Traditional police tactics have been only marginally effective in combating the drugs and mayhem that often plague subsidized housing projects. The police swoop down, arrest a few offenders and the illegal activity starts up again. Howard Police Chief James Robey thinks he's hit upon a solution that will not only stem the tide of drugs but forge a healthier interplay between police and community.

The experiment under way in Columbia's Stevens Forest Apartments, a neighborhood troubled with open-air drug markets, is a partnership between residents and police. This approach isn't new; it's being used with some success in urban areas all over the country. The idea is to get input from residents on what the trouble is, who is causing it and how to stop it. Take drug dealing. The traditional answer calls for beefed up patrols; a community-oriented strategy might favor better street lights or the removal of obstructions shielding illicit activity.

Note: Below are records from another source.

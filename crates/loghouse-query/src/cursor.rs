//! Cursor - One Query Session
//!
//! A `Cursor` owns everything one query needs: the resolved source
//! journals, their iterators merged into a single time-ordered stream, the
//! `where` filter, and the opaque resume position.
//!
//! ## Position String
//!
//! The corner values `""`/`"head"`/`"tail"` (case-insensitive) seek every
//! source to the endpoints. Otherwise the position is a per-journal map:
//!
//! ```text
//! <journal-id>=<chunk-hex>.<idx-hex>[:<journal-id>=<pos>...]
//! ```
//!
//! Unknown journal ids in an incoming position are ignored (the client may
//! have picked up a new source since); sources missing from the map stay
//! at the head. Clients treat the whole string as an opaque blob.
//!
//! ## Commit
//!
//! `commit` performs one `get` first so a pending lazy advance is
//! resolved, then captures each iterator's position and releases its
//! pooled reader. An idle (committed) cursor therefore holds no file
//! handles, and resuming from the returned state continues at exactly the
//! record after the last one delivered.

use std::collections::HashMap;
use std::fmt;
use std::sync::Arc;
use std::time::Duration;

use async_trait::async_trait;
use serde::{Deserialize, Serialize};
use tokio::sync::{watch, Mutex as AsyncMutex};
use tokio_util::sync::CancellationToken;

use loghouse_core::{Error, JournalId, JournalPos, Result, TagLine};
use loghouse_journal::{JournalController, JournalIterator};

use crate::lql::{self, WhereExpr};
use crate::mixer::{build_merge, earliest, EventSource, TaggedEvent};
use crate::tindex::TagIndex;

/// Hard ceiling on wait-for-data blocking.
pub const MAX_WAIT: Duration = Duration::from_secs(60);

/// Serializable description of a cursor: enough to recreate it.
#[derive(Debug, Clone, Default, PartialEq, Eq, Serialize, Deserialize)]
pub struct CursorState {
    /// Session id, assigned by the server.
    pub id: u64,

    /// Tag expression selecting the source journals.
    pub sources: String,

    /// Record filter. Empty means all records.
    #[serde(rename = "where")]
    pub where_: String,

    /// Position of the record to be read next.
    pub pos: String,
}

impl fmt::Display for CursorState {
    fn fmt(&self, f: &mut fmt::Formatter<'_>) -> fmt::Result {
        write!(
            f,
            "{{id: {}, sources: \"{}\", where: \"{}\", pos: {}}}",
            self.id, self.sources, self.where_, self.pos
        )
    }
}

#[derive(Debug, Clone)]
pub struct CursorConfig {
    /// Maximum journals one cursor may fan out over (default: 50).
    pub max_sources: usize,
}

impl Default for CursorConfig {
    fn default() -> Self {
        Self { max_sources: 50 }
    }
}

struct SourceDesc {
    journal_id: JournalId,
    data_rx: watch::Receiver<u64>,
    it: Arc<AsyncMutex<JournalIterator>>,
}

/// Adapts one journal iterator into a tagged event source for the merge.
struct JournalSource {
    tag: TagLine,
    it: Arc<AsyncMutex<JournalIterator>>,
}

#[async_trait]
impl EventSource for JournalSource {
    async fn get(&mut self, ctx: &CancellationToken) -> Result<TaggedEvent> {
        let mut it = self.it.lock().await;
        let event = it.get(ctx).await?;
        Ok(TaggedEvent {
            event,
            tag: self.tag.clone(),
        })
    }

    async fn next(&mut self, ctx: &CancellationToken) {
        self.it.lock().await.next(ctx).await;
    }
}

/// One query session over a merged set of journals.
pub struct Cursor {
    state: CursorState,
    filter: WhereExpr,
    merged: Box<dyn EventSource>,
    descs: Vec<SourceDesc>,
    closed: bool,
}

impl fmt::Debug for Cursor {
    fn fmt(&self, f: &mut fmt::Formatter<'_>) -> fmt::Result {
        f.debug_struct("Cursor")
            .field("state", &self.state)
            .field("closed", &self.closed)
            .finish()
    }
}

impl Cursor {
    /// Resolves the state's sources through the tag index and builds the
    /// merged iterator, then applies the state's position.
    ///
    /// Fails with `NoSources` when the expression matches nothing and
    /// `TooManySources` past the configured cap; in both cases nothing
    /// stays acquired.
    pub async fn open(
        ctx: &CancellationToken,
        state: CursorState,
        tindex: &Arc<dyn TagIndex>,
        ctrl: &Arc<JournalController>,
        config: &CursorConfig,
    ) -> Result<Cursor> {
        let expr = lql::parse_source_expr(&state.sources)?;
        let filter = lql::parse_where(&state.where_)?;

        let srcs = tindex.get_journals(&expr, config.max_sources + 1).await?;
        if srcs.is_empty() {
            return Err(Error::NoSources(state.sources.clone()));
        }
        if srcs.len() > config.max_sources {
            return Err(Error::TooManySources {
                found: srcs.len(),
                limit: config.max_sources,
            });
        }

        let mut descs = Vec::with_capacity(srcs.len());
        let mut sources: Vec<Box<dyn EventSource>> = Vec::with_capacity(srcs.len());
        for (tag, journal_id) in srcs {
            let journal = ctrl.get_or_create(ctx, &journal_id).await?;
            let it = Arc::new(AsyncMutex::new(journal.iterator()));
            sources.push(Box::new(JournalSource {
                tag,
                it: it.clone(),
            }));
            descs.push(SourceDesc {
                journal_id,
                data_rx: journal.subscribe(),
                it,
            });
        }

        let merged = build_merge(sources, earliest);
        let mut cursor = Cursor {
            state,
            filter,
            merged,
            descs,
            closed: false,
        };
        cursor.apply_pos().await?;
        tracing::debug!(cursor = %cursor.state, "opened cursor");
        Ok(cursor)
    }

    pub fn id(&self) -> u64 {
        self.state.id
    }

    pub fn state(&self) -> &CursorState {
        &self.state
    }

    /// Returns the next record matching the filter. Non-matching records
    /// are skipped silently; `Eof` means every source is exhausted.
    pub async fn get(&mut self, ctx: &CancellationToken) -> Result<TaggedEvent> {
        if self.closed {
            return Err(Error::WrongState("cursor is closed"));
        }
        loop {
            if ctx.is_cancelled() {
                return Err(Error::Canceled);
            }
            let te = self.merged.get(ctx).await?;
            if self.filter.matches(&te.event) {
                return Ok(te);
            }
            self.merged.next(ctx).await;
        }
    }

    /// Advances the merged stream by one record.
    pub async fn next(&mut self, ctx: &CancellationToken) {
        if !self.closed {
            self.merged.next(ctx).await;
        }
    }

    /// Applies a new state to this cursor. Only the position may change;
    /// a state for a different id, sources, or filter is refused. On
    /// failure the previous position remains in effect on every iterator.
    pub async fn apply_state(&mut self, state: CursorState) -> Result<()> {
        if self.closed {
            return Err(Error::WrongState("cursor is closed"));
        }
        if state.id != self.state.id
            || state.sources != self.state.sources
            || state.where_ != self.state.where_
        {
            return Err(Error::WrongState("state belongs to a different query"));
        }
        if state.pos != self.state.pos {
            let old = std::mem::replace(&mut self.state.pos, state.pos);
            if let Err(e) = self.apply_pos().await {
                self.state.pos = old;
                return Err(e);
            }
        }
        Ok(())
    }

    /// Captures the current per-journal positions into the opaque position
    /// string, releases every pooled reader, and returns the new state.
    pub async fn commit(&mut self, ctx: &CancellationToken) -> Result<CursorState> {
        if self.closed {
            return Err(Error::WrongState("cursor is closed"));
        }
        // One get resolves any pending lazy advance and normalizes EOF
        // positions, so the committed position is exactly "record after the
        // last one delivered".
        match self.merged.get(ctx).await {
            Err(e) if e.is_canceled() => return Err(Error::Canceled),
            _ => {}
        }

        let mut parts = Vec::with_capacity(self.descs.len());
        for desc in &self.descs {
            let mut it = desc.it.lock().await;
            parts.push(format!("{}={}", desc.journal_id, it.pos()));
            it.release();
        }
        self.state.pos = parts.join(":");
        Ok(self.state.clone())
    }

    /// Releases every iterator; the cursor becomes unusable.
    pub async fn close(&mut self) {
        if self.closed {
            return;
        }
        for desc in &self.descs {
            desc.it.lock().await.release();
        }
        self.closed = true;
        tracing::debug!(cursor_id = self.state.id, "closed cursor");
    }

    /// Blocks until any source journal reports new data, the timeout
    /// expires (`Eof`), or `ctx` fires (`Canceled`). The timeout is
    /// clamped to [`MAX_WAIT`].
    pub async fn wait_for_data(
        &mut self,
        ctx: &CancellationToken,
        timeout: Duration,
    ) -> Result<()> {
        let timeout = timeout.min(MAX_WAIT);

        // A signal that fired since the last wait means data may already be
        // there - acknowledge it and let the caller re-read instead of
        // sleeping through it.
        for desc in &mut self.descs {
            if desc.data_rx.has_changed().unwrap_or(false) {
                desc.data_rx.borrow_and_update();
                return Ok(());
            }
        }

        let changed = futures::future::select_all(
            self.descs
                .iter_mut()
                .map(|d| Box::pin(d.data_rx.changed())),
        );
        tokio::select! {
            _ = ctx.cancelled() => Err(Error::Canceled),
            res = tokio::time::timeout(timeout, changed) => match res {
                Err(_elapsed) => Err(Error::Eof),
                Ok((Ok(()), _, _)) => Ok(()),
                Ok((Err(_), _, _)) => Err(Error::Eof),
            },
        }
    }

    async fn apply_pos(&mut self) -> Result<()> {
        if !self.apply_corner_pos().await {
            self.apply_state_pos().await?;
        }
        Ok(())
    }

    /// Handles the corner values; returns false when the position is a
    /// per-journal map.
    async fn apply_corner_pos(&mut self) -> bool {
        let p = self.state.pos.to_lowercase();
        let pos = if p == "tail" {
            JournalPos::TAIL
        } else if p == "head" || p.is_empty() {
            JournalPos::HEAD
        } else {
            return false;
        };
        for desc in &self.descs {
            desc.it.lock().await.set_pos(pos);
        }
        true
    }

    async fn apply_state_pos(&mut self) -> Result<()> {
        // Parse the whole map before seeking anything, so a malformed
        // position leaves every iterator untouched.
        let map = parse_pos_entries(&self.state.pos)?;
        for desc in &self.descs {
            if let Some(&pos) = map.get(&desc.journal_id) {
                desc.it.lock().await.set_pos(pos);
            }
        }
        Ok(())
    }

}

fn parse_pos_entries(s: &str) -> Result<HashMap<JournalId, JournalPos>> {
    let mut map = HashMap::new();
    for entry in s.split(':') {
        let (id, pos) = entry.split_once('=').ok_or_else(|| {
            Error::Parse(format!(
                "position entry \"{}\" is not <journal-id>=<pos>",
                entry
            ))
        })?;
        map.insert(id.to_string(), pos.parse()?);
    }
    Ok(map)
}
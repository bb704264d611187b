//! Tags and Tag Lines
//!
//! A journal is identified by the set of tags its producer supplied
//! (`name=app,pod=x`). Two representations exist:
//!
//! - [`TagSet`]: the parsed, sorted key/value map used for matching
//! - [`TagLine`]: the canonical string rendering (`k1=v1,k2=v2`, keys sorted
//!   lexicographically), immutable once a journal is created
//!
//! The canonical form makes tag lines comparable and hashable: the same set
//! of tags always renders to the same line regardless of input order.

use std::collections::BTreeMap;
use std::fmt;

use serde::{Deserialize, Serialize};

use crate::error::{Error, Result};

/// A sorted set of key=value tags.
#[derive(Debug, Clone, Default, PartialEq, Eq)]
pub struct TagSet {
    tags: BTreeMap<String, String>,
}

impl TagSet {
    pub fn new() -> Self {
        Self::default()
    }

    /// Parses a comma-separated list of `key=value` pairs.
    ///
    /// Whitespace around keys and values is trimmed. Empty keys and pairs
    /// without `=` are rejected with `Error::Parse`.
    pub fn parse(s: &str) -> Result<Self> {
        let mut tags = BTreeMap::new();
        for part in s.split(',') {
            let part = part.trim();
            if part.is_empty() {
                continue;
            }
            let (k, v) = part
                .split_once('=')
                .ok_or_else(|| Error::Parse(format!("tag \"{}\" is not key=value", part)))?;
            let k = k.trim();
            if k.is_empty() {
                return Err(Error::Parse(format!("empty tag key in \"{}\"", part)));
            }
            tags.insert(k.to_string(), v.trim().to_string());
        }
        Ok(Self { tags })
    }

    pub fn set(&mut self, key: impl Into<String>, value: impl Into<String>) -> &mut Self {
        self.tags.insert(key.into(), value.into());
        self
    }

    pub fn get(&self, key: &str) -> Option<&str> {
        self.tags.get(key).map(|v| v.as_str())
    }

    pub fn is_empty(&self) -> bool {
        self.tags.is_empty()
    }

    pub fn len(&self) -> usize {
        self.tags.len()
    }

    pub fn iter(&self) -> impl Iterator<Item = (&str, &str)> {
        self.tags.iter().map(|(k, v)| (k.as_str(), v.as_str()))
    }

    /// Renders the canonical tag line: keys sorted, `k=v` joined by commas.
    pub fn line(&self) -> TagLine {
        let line = self
            .tags
            .iter()
            .map(|(k, v)| format!("{}={}", k, v))
            .collect::<Vec<_>>()
            .join(",");
        TagLine(line)
    }
}

/// Canonical, sorted string form of a tag set. Immutable.
#[derive(Debug, Clone, Default, PartialEq, Eq, PartialOrd, Ord, Hash, Serialize, Deserialize)]
pub struct TagLine(String);

impl TagLine {
    pub fn as_str(&self) -> &str {
        &self.0
    }

    /// Parses the line back into a tag set.
    pub fn to_tag_set(&self) -> Result<TagSet> {
        TagSet::parse(&self.0)
    }
}

impl fmt::Display for TagLine {
    fn fmt(&self, f: &mut fmt::Formatter<'_>) -> fmt::Result {
        f.write_str(&self.0)
    }
}
impl ReaderGroup {
    fn new(fname: PathBuf) -> Self {
        Self {
            fname,
            readers: Vec::with_capacity(1),
        }
    }

    /// Picks the free reader closest behind `offset` and marks it busy.
    fn pick_free(&self, offset: u64) -> Option<Arc<FileReader>> {
        let mut best: Option<(usize, u64)> = None;
        for (i, fr) in self.readers.iter().enumerate() {
            if fr.is_free() {
                let d = fr.distance(offset);
                if best.map_or(true, |(_, bd)| d < bd) {
                    best = Some((i, d));
                }
            }
        }
        let (i, _) = best?;
        let fr = self.readers[i].clone();
        if fr.make_busy() {
            Some(fr)
        } else {
            None
        }
    }
}

struct PoolMap {
    groups: HashMap<u64, ReaderGroup>,
    /// Live (non-closed) readers plus in-flight creations.
    cur_size: usize,
}

struct PoolInner {
    max_size: usize,
    closed: AtomicBool,
    sem: Semaphore,
    map: Mutex<PoolMap>,
    reader_buf_size: usize,
}

impl PoolInner {
    /// Closes one reader and returns its capacity slot. No-op if it is
    /// already closed.
    fn close_reader_locked(&self, map: &mut PoolMap, fr: &Arc<FileReader>) {
        if fr.is_closed() {
            return;
        }
        fr.close();
        if let Some(group) = map.groups.get_mut(&fr.cid) {
            group.readers.retain(|r| !Arc::ptr_eq(r, fr));
        }
        map.cur_size -= 1;
        self.sem.add_permits(1);
    }

    /// Closes every free reader (or every reader when `all`), returning
    /// their permits. Groups are only removed when `all` is set.
    fn clean_locked(&self, map: &mut PoolMap, all: bool) {
        let mut closed = 0usize;
        for group in map.groups.values_mut() {
            group.readers.retain(|fr| {
                let evict = if all {
                    !fr.is_closed()
                } else {
                    // CAS guards against a concurrent acquire marking it busy.
                    fr.make_busy()
                };
                if evict {
                    fr.close();
                    closed += 1;
                    false
                } else {
                    !fr.is_closed()
                }
            });
        }
        if all {
            map.groups.clear();
        }
        map.cur_size -= closed;
        self.sem.add_permits(closed);
    }

    fn clean_free(&self) {
        let mut map = self.map.lock().expect("fd pool lock poisoned");
        self.clean_locked(&mut map, false);
    }
}

/// Bounded, cached pool of buffered file readers.
pub struct FdPool {
    inner: Arc<PoolInner>,
    janitor: Mutex<Option<JoinHandle<()>>>,
}
impl JournalInner {
    fn tail(&self) -> JournalPos {
        match self.chunks.iter().next_back() {
            Some((&id, meta)) => JournalPos::new(id, meta.record_count()),
            None => JournalPos::HEAD,
        }
    }

    fn head(&self) -> JournalPos {
        match self.chunks.keys().next() {
            Some(&id) => JournalPos::new(id, 0),
            None => JournalPos::HEAD,
        }
    }
}

/// One tag line's append-only record stream, stored as chunk files.
pub struct Journal {
    id: JournalId,
    dir: PathBuf,
    max_chunk_size: u64,
    pool: Arc<FdPool>,
    inner: RwLock<JournalInner>,
    data_tx: watch::Sender<u64>,
}

impl fmt::Debug for Journal {
    fn fmt(&self, f: &mut fmt::Formatter<'_>) -> fmt::Result {
        f.debug_struct("Journal")
            .field("id", &self.id)
            .field("dir", &self.dir)
            .finish()
    }
}

impl Journal {
    /// Opens (or creates) the journal directory, scanning existing chunks
    /// and registering their files with the reader pool.
    pub async fn open(
        id: JournalId,
        dir: PathBuf,
        max_chunk_size: u64,
        pool: Arc<FdPool>,
    ) -> Result<Arc<Self>> {
        tokio::fs::create_dir_all(&dir).await?;

        let mut ids = Vec::new();
        let mut rd = tokio::fs::read_dir(&dir).await?;
        while let Some(entry) = rd.next_entry().await? {
            if let Some(name) = entry.file_name().to_str() {
                if let Some(cid) = chunk::parse_chunk_file_name(name) {
                    ids.push(cid);
                }
            }
        }
        ids.sort_unstable();

        let mut chunks = BTreeMap::new();
        let mut total = 0u64;
        for (i, cid) in ids.iter().enumerate() {
            let path = dir.join(chunk::chunk_file_name(*cid));
            let (mut meta, torn) = ChunkMeta::open(*cid, path).await?;
            let last = i + 1 == ids.len();
            if torn > 0 {
                if last {
                    tracing::warn!(
                        journal = %id,
                        chunk = *cid,
                        torn_bytes = torn,
                        "truncating torn tail of active chunk"
                    );
                    let file = OpenOptions::new().write(true).open(&meta.path).await?;
                    file.set_len(meta.size).await?;
                } else {
                    tracing::warn!(
                        journal = %id,
                        chunk = *cid,
                        torn_bytes = torn,
                        "ignoring unreachable bytes in sealed chunk"
                    );
                }
            }
            meta.sealed = !last;
            total += meta.record_count() as u64;
            pool.register(meta.pool_cid, &meta.path)?;
            chunks.insert(*cid, meta);
        }

        tracing::debug!(journal = %id, chunks = chunks.len(), records = total, "opened journal");

        let (data_tx, _) = watch::channel(total);
        Ok(Arc::new(Self {
            id,
            dir,
            max_chunk_size,
            pool,
            inner: RwLock::new(JournalInner {
                chunks,
                writer: None,
                total,
            }),
            data_tx,
        }))
    }

    pub fn id(&self) -> &JournalId {
        &self.id
    }

    pub(crate) fn pool(&self) -> &Arc<FdPool> {
        &self.pool
    }

    /// Subscribes to the data-available signal. The channel carries the
    /// total record count; any change means new data.
    pub fn subscribe(&self) -> watch::Receiver<u64> {
        self.data_tx.subscribe()
    }

    /// Position just past the last record.
    pub async fn tail_pos(&self) -> JournalPos {
        self.inner.read().await.tail()
    }

    /// Position of the first record.
    pub async fn head_pos(&self) -> JournalPos {
        self.inner.read().await.head()
    }

    /// Total records currently in the journal.
    pub async fn record_count(&self) -> u64 {
        self.inner.read().await.total
    }

    /// Creates a forward iterator positioned at the head.
    pub fn iterator(self: &Arc<Self>) -> JournalIterator {
        JournalIterator::new(self.clone())
    }

    /// Appends events in order, rolling chunks as they fill, then fires the
    /// data-available signal. Returns the new tail position.
    pub async fn append(&self, events: &[LogEvent]) -> Result<JournalPos> {
        let mut inner = self.inner.write().await;
        if events.is_empty() {
            return Ok(inner.tail());
        }

        let mut payload = BytesMut::new();
        let mut frame = BytesMut::new();
        for ev in events {
            self.ensure_writer(&mut inner).await?;

            payload.clear();
            chunk::encode_event(ev, &mut payload);
            frame.clear();
            frame.reserve(payload.len() + FRAME_HEADER);
            chunk::frame_payload(&payload, &mut frame);

            let chunk_id = {
                let w = inner.writer.as_mut().expect("writer just ensured");
                w.file.write_all(&frame).await?;
                w.chunk_id
            };
            let meta = inner
                .chunks
                .get_mut(&chunk_id)
                .expect("active chunk present");
            meta.push_frame(frame.len() as u64);
            let chunk_full = meta.size >= self.max_chunk_size;
            inner.total += 1;

            if chunk_full {
                self.seal_active(&mut inner);
            }
        }

        if let Some(w) = inner.writer.as_mut() {
            w.file.flush().await?;
        }
        let tail = inner.tail();
        let total = inner.total;
        drop(inner);

        // Signal after the index is updated so a woken reader sees the data.
        let _ = self.data_tx.send(total);
        Ok(tail)
    }

    /// Deletes sealed chunks with id strictly below `chunk_id` and releases
    /// their pool registrations. The active chunk is never deleted.
    /// Returns the number of chunks dropped.
    pub async fn drop_chunks_before(&self, chunk_id: u64) -> Result<usize> {
        let mut inner = self.inner.write().await;
        let victims: Vec<u64> = inner
            .chunks
            .iter()
            .filter(|(&id, meta)| id < chunk_id && meta.sealed)
            .map(|(&id, _)| id)
            .collect();

        for id in &victims {
            let meta = inner.chunks.remove(id).expect("victim present");
            self.pool.release_all_by_cid(meta.pool_cid);
            inner.total -= meta.record_count() as u64;
            tokio::fs::remove_file(&meta.path).await?;
            tracing::debug!(journal = %self.id, chunk = *id, "dropped chunk");
        }
        Ok(victims.len())
    }

    /// Closes the journal: drops the append handle and releases every
    /// chunk's pooled readers.
    pub async fn close(&self) {
        let mut inner = self.inner.write().await;
        inner.writer = None;
        for meta in inner.chunks.values() {
            self.pool.release_all_by_cid(meta.pool_cid);
        }
        tracing::debug!(journal = %self.id, "closed journal");
    }

    /// Resolves a position to a readable frame or the normalized EOF slot.
    pub(crate) async fn locate(&self, pos: JournalPos) -> Locate {
        let inner = self.inner.read().await;
        if pos.is_tail_sentinel() {
            return Locate::Eof { pos: inner.tail() };
        }

        let mut pos = pos;
        loop {
            let Some((&cid, meta)) = inner.chunks.range(pos.chunk_id..).next() else {
                return Locate::Eof { pos: inner.tail() };
            };
            // A position in a dropped or skipped chunk moves forward to the
            // next chunk's first record.
            let idx = if cid == pos.chunk_id { pos.idx } else { 0 };
            pos = JournalPos::new(cid, idx);

            if let Some(offset) = meta.offset_of(idx) {
                return Locate::Frame {
                    pool_cid: meta.pool_cid,
                    offset,
                    pos,
                };
            }
            if meta.sealed {
                pos = JournalPos::new(cid + 1, 0);
                continue;
            }
            return Locate::Eof { pos: inner.tail() };
        }
    }

    async fn ensure_writer(&self, inner: &mut JournalInner) -> Result<()> {
        if inner.writer.is_some() {
            return Ok(());
        }
        let active = match inner.chunks.iter().next_back() {
            Some((&id, meta)) if !meta.sealed => Some((id, meta.path.clone())),
            Some((&id, _)) => {
                return self.roll_chunk(inner, id + 1).await;
            }
            None => None,
        };
        match active {
            Some((id, path)) => {
                let file = OpenOptions::new().append(true).open(&path).await?;
                inner.writer = Some(ChunkWriter { chunk_id: id, file });
                Ok(())
            }
            None => self.roll_chunk(inner, 0).await,
        }
    }

    async fn roll_chunk(&self, inner: &mut JournalInner, chunk_id: u64) -> Result<()> {
        let path = self.dir.join(chunk::chunk_file_name(chunk_id));
        let file = OpenOptions::new()
            .create(true)
            .append(true)
            .open(&path)
            .await?;
        let meta = ChunkMeta::new(chunk_id, path);
        self.pool.register(meta.pool_cid, &meta.path)?;
        tracing::debug!(journal = %self.id, chunk = chunk_id, "rolled new chunk");
        inner.chunks.insert(chunk_id, meta);
        inner.writer = Some(ChunkWriter { chunk_id, file });
        Ok(())
    }

    fn seal_active(&self, inner: &mut JournalInner) {
        if let Some(w) = inner.writer.take() {
            if let Some(meta) = inner.chunks.get_mut(&w.chunk_id) {
                meta.sealed = true;
                tracing::debug!(
                    journal = %self.id,
                    chunk = w.chunk_id,
                    records = meta.record_count(),
                    "sealed chunk"
                );
            }
        }
    }
}
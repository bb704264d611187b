//! Tag Index
//!
//! Resolves tag expressions to the journals they select. The index itself
//! is an external collaborator of the read path - the cursor only needs
//! [`TagIndex::get_journals`] - but an in-memory implementation ships here
//! for wiring the engine and its tests.
//!
//! Journal ids are the lowercase hex of the FNV-1a hash of the canonical
//! tag line, so the same tags always map to the same on-disk directory.

use std::collections::BTreeMap;
use std::sync::RwLock;

use async_trait::async_trait;

use loghouse_core::{hash::fnv1a64, JournalId, Result, TagLine, TagSet};

use crate::lql::TagExpr;

/// Lookup service mapping tag expressions to `(tag line, journal id)`
/// pairs. Deterministic and cheap; the cursor treats it as a pure lookup.
#[async_trait]
pub trait TagIndex: Send + Sync {
    /// Returns up to `limit` matching journals, sorted by tag line.
    async fn get_journals(
        &self,
        expr: &TagExpr,
        limit: usize,
    ) -> Result<Vec<(TagLine, JournalId)>>;
}

/// In-memory tag index.
#[derive(Default)]
pub struct InMemoryTagIndex {
    known: RwLock<BTreeMap<TagLine, (TagSet, JournalId)>>,
}

impl InMemoryTagIndex {
    pub fn new() -> Self {
        Self::default()
    }

    /// Returns the journal id for a tag set, registering it on first use.
    pub fn get_or_assign(&self, tags: &TagSet) -> JournalId {
        let line = tags.line();
        {
            let known = self.known.read().expect("tag index lock poisoned");
            if let Some((_, id)) = known.get(&line) {
                return id.clone();
            }
        }
        // The id is a pure function of the line, so a racing writer inserts
        // the same value.
        let id = format!("{:016x}", fnv1a64(line.as_str().as_bytes()));
        let mut known = self.known.write().expect("tag index lock poisoned");
        known
            .entry(line)
            .or_insert_with(|| (tags.clone(), id.clone()));
        id
    }
}

#[async_trait]
impl TagIndex for InMemoryTagIndex {
    async fn get_journals(
        &self,
        expr: &TagExpr,
        limit: usize,
    ) -> Result<Vec<(TagLine, JournalId)>> {
        let known = self.known.read().expect("tag index lock poisoned");
        Ok(known
            .iter()
            .filter(|(_, (tags, _))| expr.matches(tags))
            .take(limit)
            .map(|(line, (_, id))| (line.clone(), id.clone()))
            .collect())
    }
}

#[cfg(test)]
mod tests {
    use super::*;
    use crate::lql::parse_source_expr;

    fn tags(s: &str) -> TagSet {
        TagSet::parse(s).unwrap()
    }

    #[tokio::test]
    async fn test_assign_is_stable() {
        let idx = InMemoryTagIndex::new();
        let a = idx.get_or_assign(&tags("name=app,pod=p1"));
        let b = idx.get_or_assign(&tags("pod=p1,name=app"));
        assert_eq!(a, b);
        assert_eq!(a.len(), 16);
    }

    #[tokio::test]
    async fn test_get_journals_filters() {
        let idx = InMemoryTagIndex::new();
        idx.get_or_assign(&tags("name=a"));
        idx.get_or_assign(&tags("name=b"));
        idx.get_or_assign(&tags("name=a,pod=x"));

        let expr = parse_source_expr("name=a").unwrap();
        let found = idx.get_journals(&expr, 10).await.unwrap();
        assert_eq!(found.len(), 2);
        // Sorted by tag line.
        assert!(found[0].0 < found[1].0);
    }

    #[tokio::test]
    async fn test_get_journals_respects_limit() {
        let idx = InMemoryTagIndex::new();
        for i in 0..5 {
            idx.get_or_assign(&tags(&format!("name=app,pod=p{}", i)));
        }
        let expr = parse_source_expr("name=app").unwrap();
        let found = idx.get_journals(&expr, 3).await.unwrap();
        assert_eq!(found.len(), 3);
    }

    #[tokio::test]
    async fn test_no_match() {
        let idx = InMemoryTagIndex::new();
        idx.get_or_assign(&tags("name=a"));
        let expr = parse_source_expr("name=ghost").unwrap();
        assert!(idx.get_journals(&expr, 10).await.unwrap().is_empty());
    }
}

What Chief Robey envisions is a hybrid approach that sends a clear message to offenders. Police will work closely with the firm that manages the complex to identify and evict residents involved in criminal activity. Nuisance violations will be vigorously enforced. Beat cops will patrol the streets.

This method is neither a complete solution nor free of pitfalls. Community residents must be brought into the decision-making early so aggressive policing isn't seen as harassment. So too, must the officers charged with implementing the plan. Old-line officers who define their job as making arrests and writing tickets may be uncomfortable with the notion of getting involved in community problems as a means of solving crime.

What's important is that Chief Robey is looking for innovative solutions to problems that have stubbornly resisted traditional cures. This is what the community of Stevens Forest deserves.

Success, though, depends on the residents themselves, many of whom deeply resent disruption and violence in their neighborhood caused by a few individuals. Too often, outsiders -- including the police -- tacitly assume illicit behavior somehow operates under community sanction. Nothing could be further from the truth. If residents are given a chance to help shape this program, community policing could prove its worth.